Isoscopoletin inhibits hepatocellular carcinoma cell proliferation via regulating glycolysis-related proteins.

OBJECTIVE

Isoscopoletin is one of the primary metabolites of natural product scoparone, which was reported to against tumor proliferation. The aim of this study was to explore the mechanism of isoscopoletin against hepatocellular carcinoma (HCC).

METHODS

Transcriptomics was used to reveal the possible pathways of isoscopoletin against HCC in vitro. The potential targets of isoscopoletin against HCC through affecting glycolysis were analyzed by network pharmacology, then the potential binding abilities of isoscopoletin to glycolysis-related proteins were initially verified by high throughput virtual molecular docking. The affinities of isoscopoletin for glycolysis-related proteins were assayed using microscale thermophoresis (MST), which was reverse-validated by inhibiting the binding ability of isoscopoletin to GPD2. Glucose consumption and lactate production were examined to evaluate the effects of isoscopoletin on intracellular glycolysis, and the regulation of glycolysis-related targets by isoscopoletin was detected using RT-qPCR and ELISA kits.

RESULTS

The results of transcriptomics showed that the differentially expressed genes (DEGs) were mainly enriched in glycolysis and other metabolic-related pathways.
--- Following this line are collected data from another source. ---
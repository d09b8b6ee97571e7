//! Persisted admin session state.
//!
//! The session survives restarts as a small JSON blob. A server-issued token
//! carries an expiry; a session opened through the offline fallback has no
//! token and stays open until logout.

use serde::{Deserialize, Serialize};

use crate::error::{Error, Result};
use crate::Timestamp;

/// Outcome of [`AdminSession::check`].
#[derive(Debug, Clone, Copy, PartialEq, Eq, Serialize)]
#[serde(rename_all = "camelCase")]
pub enum SessionStatus {
    /// Valid server-issued token
    Active,
    /// Logged in without a token
    Basic,
    /// The token expired and the session was cleared
    Expired,
    LoggedOut,
}

impl SessionStatus {
    pub fn is_logged_in(&self) -> bool {
        matches!(self, SessionStatus::Active | SessionStatus::Basic)
    }
}

#[derive(Debug, Clone, Default, PartialEq, Eq, Serialize, Deserialize)]
#[serde(rename_all = "camelCase")]
pub struct AdminSession {
    pub logged_in: bool,
    #[serde(default, skip_serializing_if = "Option::is_none")]
    pub token: Option<String>,
    /// Milliseconds since epoch
    #[serde(default, skip_serializing_if = "Option::is_none")]
    pub expires_at: Option<Timestamp>,
}

impl AdminSession {
    /// Session backed by a server-issued token.
    pub fn with_token(token: impl Into<String>, expires_at: Timestamp) -> Self {
        Self {
            logged_in: true,
            token: Some(token.into()),
            expires_at: Some(expires_at),
        }
    }

    /// Session opened without a token.
    pub fn basic() -> Self {
        Self {
            logged_in: true,
            token: None,
            expires_at: None,
        }
    }

    /// Evaluate the session at `now`, clearing it if the token expired.
    pub fn check(&mut self, now: Timestamp) -> SessionStatus {
        if !self.logged_in {
            return SessionStatus::LoggedOut;
        }
        match (self.token.is_some(), self.expires_at) {
            (true, Some(expiry)) if now < expiry => SessionStatus::Active,
            (_, Some(expiry)) if now >= expiry => {
                self.clear();
                SessionStatus::Expired
            }
            _ => SessionStatus::Basic,
        }
    }

    pub fn clear(&mut self) {
        *self = Self::default();
    }

    /// Milliseconds left on the token, if any.
    pub fn remaining(&self, now: Timestamp) -> Option<u64> {
        self.expires_at.map(|expiry| expiry.saturating_sub(now))
    }

    pub fn to_json(&self) -> Result<String> {
        serde_json::to_string(self).map_err(|e| Error::Protocol(e.to_string()))
    }

    /// Restore from storage. Unreadable state counts as logged out.
    pub fn from_json(json: &str) -> Self {
        serde_json::from_str(json).unwrap_or_else(|e| {
            tracing::warn!(error = %e, "discarding unreadable admin session");
            Self::default()
        })
    }
}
Network pharmacology and molecular docking revealed that GPD2, GPI, HSP90AA1 and PGK2 were the core targets in the glycolysis process of isoscopoletin against HCC. MST results showed that there was a strong affinity between isoscopoletin and GPD2, GPI, Hsp90α and PGK2. In vitro results showed that isoscopoletin inhibited glucose consumption and lactate production, while regulating the levels of glycolysis-related proteins.

CONCLUSION

This study suggests that isoscopoletin may exist an anti-tumor effect by regulating the glycolysis-related proteins GPD2, GPI, Hsp90α and PGK2, inhibiting the glycolysis process in HCC cells, then blocking the energy supply of tumor cells.